Imagine. Being told, your child, the one you birthed was slipping, into an abyss and changing. That she would need countless hours of therapy that your insurance wouldn’t cover–initially and you spent countless hours fighting for her.
Imagine. Fearing that gap from 3-5 would be lost. The time when you can work diligently and get so much back because you don’t have the therapies you need. So you go get trained to be a therapist because, you want so much to give your child her best chance.
Imagine. Your school district, the people who were supposed to be who the insurance said they were, didn’t have the program so you fought. You asked for certifications for paras, you requested a full time behaviorist and even more, a full day Autism program and they implemented it but still, you worried.
Imagine. Finally getting insurance coverage only to find out nearly no one in your area accepted it and you weren’t J Wow and couldn’t afford the therapists without support and so you went to work again. Finding therapy companies and starting and then being told they couldn’t continue or that they didn’t think your child was safe to be in public.
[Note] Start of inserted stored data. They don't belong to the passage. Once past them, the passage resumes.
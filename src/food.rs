use rand::Rng;

use crate::grid::{Grid, Point};
use crate::snake::Snake;

/// Picks a random cell that the snake does not occupy.
///
/// Draws until a free cell comes up. If the snake covers the whole grid this
/// never returns.
pub fn place<R: Rng>(rng: &mut R, grid: &Grid, excluding: &Snake) -> Point {
    loop {
        let x = rng.gen_range(0..grid.cols()) * grid.cell();
        let y = rng.gen_range(0..grid.rows()) * grid.cell();
        let candidate = Point::new(x, y);

        if !excluding.contains(&candidate) {
            return candidate;
        }
    }
}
Imagine. Being told your child was restrained 58 times in one school year and another 39 the next when the year ended due to a pandemic and you now worked full time, you had a child who needed support and the only support, school was virtual.
Imagine. The first month of the pandemic, your child broke her collar bone and shaved her head because she had no understanding of danger and so you worked diligently with her team, remotely and finally decided to bring medicine on board.
Imagine. Giving a child medicine, waiting. Praying. Hoping. At the same time finding a therapy company. Hoping some more and wanting the behaviors to change.
Imagine. The therapy company comes in. The first therapist quits. The second you wait on pins and needles wondering if she’d leave you, too?
Imagine. She’s a unicorn. The medicine is working. You see your child becoming who you once remember her being. You hear her laughter. You recognize her awareness of herself, her surroundings and then you realize the people who knew her before don’t know who she is now.
Imagine. Trying to get others to recognize her growth. To see who she is now, not who she was before medication, before her new unicorn therapist.
Imagine. Hearing your child excited for her “friends” on Teams.
Imagine. Your child being judged on behaviors and her daily work while other kids have similar behaviors but are accepted no questions asked.
Imagine. Countless hours sobbing because people aren’t “kind” like the mottos say and they don’t see children for who they are and so you spend ALL your life fighting for what your child deserves.
Imagine. No, don’t. Its a nightmare and its the one parents of children who are differently abled live every day.
So instead of imagining, put yourself in their shoes. Try to feel their pain. Understand their smiling eyes are doing so because if they stop smiling they will feel what they have become numb to because this is life as a Special Education Parent.